Ever honoring our amorous affair with our mother magazine, The Blue and White, we hereby present this month’s ATSL, in which Senior Editor Hallie Nell Swanson, CC ’16, and staff writer Virginia Fu, CC ’17, take on the issue of whether or not Lerner is, in fact, art. Look for the magazine to be on campus sometime soon.
Affirmative by Hallie Nell Swanson
Of course Lerner is art: I took Art Hum. And some more Art History after that. It’s art because it’s useless. If it weren’t art, it would have to be design like how a really arty Swedish toaster is “design”—in the sense of having a function or a purpose. I spend a lot of time here—sketching, contemplating existence. I’ve come to know it. I’m an observer here. I’ve observed that beyond certain stylistic and formal elements, there’s very little of the toaster at play. This building is truly, I want to say, ideologically useless. Form over function. Art for art’s sake.
Freshman year I came here to get my mail for the first time. As I was sent around the building’s irrelevant periphery, I gazed, perplexed, at its useless empty core. What was it all for? I ascended the ramps, disorientated by the random, purposeless changes in gradient. Across the room, I thought I glimpsed stairs, rising from the void like a mirage I could never reach. Finally, I found my mailbox. Empty.

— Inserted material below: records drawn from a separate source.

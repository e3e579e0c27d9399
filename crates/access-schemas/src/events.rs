//! Domain events published through the transactional outbox.
//!
//! No reflection-based introspection for `orgId`/`aggregateId` — every
//! event implements [`DomainEvent`] explicitly instead.

use chrono::{DateTime, Utc};
use serde::{Deserialize, Serialize};
use uuid::Uuid;

/// Minimal contract the outbox writer needs from any domain event.
/// `event_id` is optional: events that are keyed by a strong aggregate id
/// (attempt/decision/command) don't need one of their own (see the audit
/// consumer's `eventKey` derivation).
pub trait DomainEvent {
    fn org_id(&self) -> Uuid;
    fn aggregate_type(&self) -> &'static str;
    fn aggregate_id(&self) -> String;
    fn event_id(&self) -> Option<Uuid> {
        None
    }
    /// Fully-qualified event type name stored on the outbox row / audit log.
    fn event_type(&self) -> &'static str;
}

#[derive(Debug, Clone, Serialize, Deserialize)]
pub struct AttemptRegistered {
    pub org_id: Uuid,
    pub attempt_id: Uuid,
    pub device_id: Uuid,
    pub area_id: Uuid,
    pub occurred_at_utc: DateTime<Utc>,
}

impl DomainEvent for AttemptRegistered {
    fn org_id(&self) -> Uuid {
        self.org_id
    }
    fn aggregate_type(&self) -> &'static str {
        "AccessAttempt"
    }
    fn aggregate_id(&self) -> String {
        self.attempt_id.to_string()
    }
    fn event_type(&self) -> &'static str {
        "access.attempt.AttemptRegistered"
    }
}

#[derive(Debug, Clone, Serialize, Deserialize)]
pub struct DecisionTaken {
    pub org_id: Uuid,
    pub attempt_id: Uuid,
    pub decision_id: Uuid,
    pub result: String,
    pub reason_code: String,
    pub decided_at_utc: DateTime<Utc>,
}

impl DomainEvent for DecisionTaken {
    fn org_id(&self) -> Uuid {
        self.org_id
    }
    fn aggregate_type(&self) -> &'static str {
        "AccessAttempt"
    }
    fn aggregate_id(&self) -> String {
        self.attempt_id.to_string()
    }
    fn event_type(&self) -> &'static str {
        "access.attempt.DecisionTaken"
    }
}

#[derive(Debug, Clone, Serialize, Deserialize)]
pub struct CommandEmitted {
    pub org_id: Uuid,
    pub attempt_id: Uuid,
    pub command_id: Uuid,
    pub device_id: Uuid,
    pub command: String,
    pub sent_at_utc: DateTime<Utc>,
}

impl DomainEvent for CommandEmitted {
    fn org_id(&self) -> Uuid {
        self.org_id
    }
    fn aggregate_type(&self) -> &'static str {
        "AccessAttempt"
    }
    fn aggregate_id(&self) -> String {
        self.attempt_id.to_string()
    }
    fn event_type(&self) -> &'static str {
        "access.attempt.CommandEmitted"
    }
}

#[derive(Debug, Clone, Serialize, Deserialize)]
pub struct PolicyChanged {
    pub event_id: Uuid,
    pub org_id: Uuid,
    pub area_id: Uuid,
    pub rule_id: Uuid,
    pub change_type: String,
    pub occurred_at_utc: DateTime<Utc>,
}

impl DomainEvent for PolicyChanged {
    fn org_id(&self) -> Uuid {
        self.org_id
    }
    fn aggregate_type(&self) -> &'static str {
        "Rule"
    }
    fn aggregate_id(&self) -> String {
        self.rule_id.to_string()
    }
    fn event_id(&self) -> Option<Uuid> {
        Some(self.event_id)
    }
    fn event_type(&self) -> &'static str {
        "access.policy.PolicyChanged"
    }
}

/// Best-effort, failure-side counterpart to `PolicyChanged`. Only emitted
/// when `areaId` is known.
#[derive(Debug, Clone, Serialize, Deserialize)]
pub struct ChangeRejected {
    pub event_id: Uuid,
    pub org_id: Uuid,
    pub area_id: Uuid,
    pub operation: String,
    pub reason_code: String,
    pub http_status: u16,
    pub message: String,
    pub occurred_at_utc: DateTime<Utc>,
}

impl DomainEvent for ChangeRejected {
    fn org_id(&self) -> Uuid {
        self.org_id
    }
    fn aggregate_type(&self) -> &'static str {
        "Rule"
    }
    fn aggregate_id(&self) -> String {
        // No rule id exists for a rejected change; default to UNKNOWN.
        "UNKNOWN".to_string()
    }
    fn event_id(&self) -> Option<Uuid> {
        Some(self.event_id)
    }
    fn event_type(&self) -> &'static str {
        "access.policy.ChangeRejected"
    }
}

/// Admin-triggered global cache-flush signal.
#[derive(Debug, Clone, Serialize, Deserialize)]
pub struct PolicyInvalidateAllRequested {
    pub event_id: Uuid,
    pub org_id: Uuid,
    pub occurred_at_utc: DateTime<Utc>,
}

impl DomainEvent for PolicyInvalidateAllRequested {
    fn org_id(&self) -> Uuid {
        self.org_id
    }
    fn aggregate_type(&self) -> &'static str {
        "Organization"
    }
    fn aggregate_id(&self) -> String {
        self.org_id.to_string()
    }
    fn event_id(&self) -> Option<Uuid> {
        Some(self.event_id)
    }
    fn event_type(&self) -> &'static str {
        "access.policy.PolicyInvalidateAllRequested"
    }
}

/// The fixed whitelist the audit consumer accepts.
pub const AUDIT_EVENT_TYPE_WHITELIST: &[&str] = &[
    "access.attempt.AttemptRegistered",
    "access.attempt.DecisionTaken",
    "access.attempt.CommandEmitted",
    "access.policy.PolicyChanged",
    "access.policy.ChangeRejected",
];
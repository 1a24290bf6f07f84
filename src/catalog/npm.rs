//! npm registry operations (registry.npmjs.org).

use super::{decode_args, validate_package_name, OperationFuture, UpstreamClient};
use crate::error::ToolError;
use crate::server::{
    clamp_limit, PackageRequest, SearchRequest, VersionsRequest, DEFAULT_SEARCH_LIMIT,
    DEFAULT_VERSIONS_LIMIT,
};
use futures::FutureExt;
use serde_json::{json, Value};

const REGISTRY: &str = "https://registry.npmjs.org";

pub(super) fn details(client: UpstreamClient, arguments: Value) -> OperationFuture {
    fetch_details(client, arguments).boxed()
}

pub(super) fn search(client: UpstreamClient, arguments: Value) -> OperationFuture {
    fetch_search(client, arguments).boxed()
}

pub(super) fn versions(client: UpstreamClient, arguments: Value) -> OperationFuture {
    fetch_versions(client, arguments).boxed()
}

async fn fetch_details(client: UpstreamClient, arguments: Value) -> Result<Value, ToolError> {
    let req: PackageRequest = decode_args(arguments)?;
    let name = validate_package_name(&req.name, true)?;
    let doc = client.get_json(&packument_url(name), name).await?;
    Ok(summarize_details(&doc))
}

async fn fetch_search(client: UpstreamClient, arguments: Value) -> Result<Value, ToolError> {
    let req: SearchRequest = decode_args(arguments)?;
    let query = req.query.trim();
    if query.is_empty() {
        return Err(ToolError::InvalidParams("query must not be empty".to_string()));
    }
    let size = clamp_limit(req.limit, DEFAULT_SEARCH_LIMIT);
    let doc = client
        .get_json_with_query(
            &format!("{REGISTRY}/-/v1/search"),
            &[("text", query.to_string()), ("size", size.to_string())],
            query,
        )
        .await?;
    Ok(summarize_search(query, &doc))
}

async fn fetch_versions(client: UpstreamClient, arguments: Value) -> Result<Value, ToolError> {
    let req: VersionsRequest = decode_args(arguments)?;
    let name = validate_package_name(&req.name, true)?;
    let limit = clamp_limit(req.limit, DEFAULT_VERSIONS_LIMIT);
    let doc = client.get_json(&packument_url(name), name).await?;
    Ok(summarize_versions(&doc, limit))
}

/// Scoped names keep their `@` but encode the separator.
fn packument_url(name: &str) -> String {
    format!("{REGISTRY}/{}", name.replace('/', "%2F"))
}

fn repository_url(repo: &Value) -> Value {
    let url = repo.as_str().or_else(|| repo["url"].as_str());
    match url {
        Some(url) => {
            let url = url.strip_prefix("git+").unwrap_or(url);
            Value::String(url.strip_suffix(".git").unwrap_or(url).to_string())
        }
        None => Value::Null,
    }
}

fn summarize_details(doc: &Value) -> Value {
    let latest = doc["dist-tags"]["latest"].as_str();
    let manifest = &doc["versions"][latest.unwrap_or_default()];
    let license = if manifest["license"].is_null() {
        &doc["license"]
    } else {
        &manifest["license"]
    };
    let maintainers: Vec<&str> = doc["maintainers"]
        .as_array()
        .map(|list| list.iter().filter_map(|m| m["name"].as_str()).collect())
        .unwrap_or_default();

    json!({
        "name": doc["name"],
        "description": doc["description"],
        "latestVersion": latest,
        "distTags": doc["dist-tags"],
        "license": license,
        "homepage": doc["homepage"],
        "repository": repository_url(&doc["repository"]),
        "keywords": doc["keywords"],
        "maintainers": maintainers,
        "dependencies": manifest.get("dependencies").cloned().unwrap_or_else(|| json!({})),
        "lastPublished": latest.map(|v| &doc["time"][v]),
        "versionCount": doc["versions"].as_object().map_or(0, |v| v.len()),
    })
}

fn summarize_search(query: &str, doc: &Value) -> Value {
    let results: Vec<Value> = doc["objects"]
        .as_array()
        .map(|objects| {
            objects
                .iter()
                .map(|hit| {
                    let pkg = &hit["package"];
                    json!({
                        "name": pkg["name"],
                        "version": pkg["version"],
                        "description": pkg["description"],
                        "score": hit["score"]["final"],
                        "link": pkg["links"]["npm"],
                    })
                })
                .collect()
        })
        .unwrap_or_default();

    json!({
        "query": query,
        "total": doc["total"],
        "results": results,
    })
}

fn summarize_versions(doc: &Value, limit: usize) -> Value {
    let mut versions: Vec<(&str, Option<&str>)> = doc["versions"]
        .as_object()
        .map(|map| {
            map.keys()
                .map(|v| (v.as_str(), doc["time"][v.as_str()].as_str()))
                .collect()
        })
        .unwrap_or_default();
    // RFC 3339 timestamps sort lexically; unpublished-time entries go last.
    versions.sort_by(|a, b| b.1.cmp(&a.1));
    let total = versions.len();

    json!({
        "name": doc["name"],
        "distTags": doc["dist-tags"],
        "totalVersions": total,
        "versions": versions
            .into_iter()
            .take(limit)
            .map(|(version, published)| json!({"version": version, "published": published}))
            .collect::<Vec<_>>(),
    })
}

It was an artistic moment, a conceptual moment. All my hopes of finding a purpose to my journey were subverted, the exchange rendered devoid of utility. I gazed at the other mailboxes—all identical, all presumably empty. In that moment, I saw mail services for the farce it truly is. The mailboxes appeared stacked before me as visions of student existence—lined up in institutionalized order, identified by a meaningless number. We only have them for four years. And then it hit me. Aren’t we all just trying to fit into the same identical box? And aren’t we all empty inside?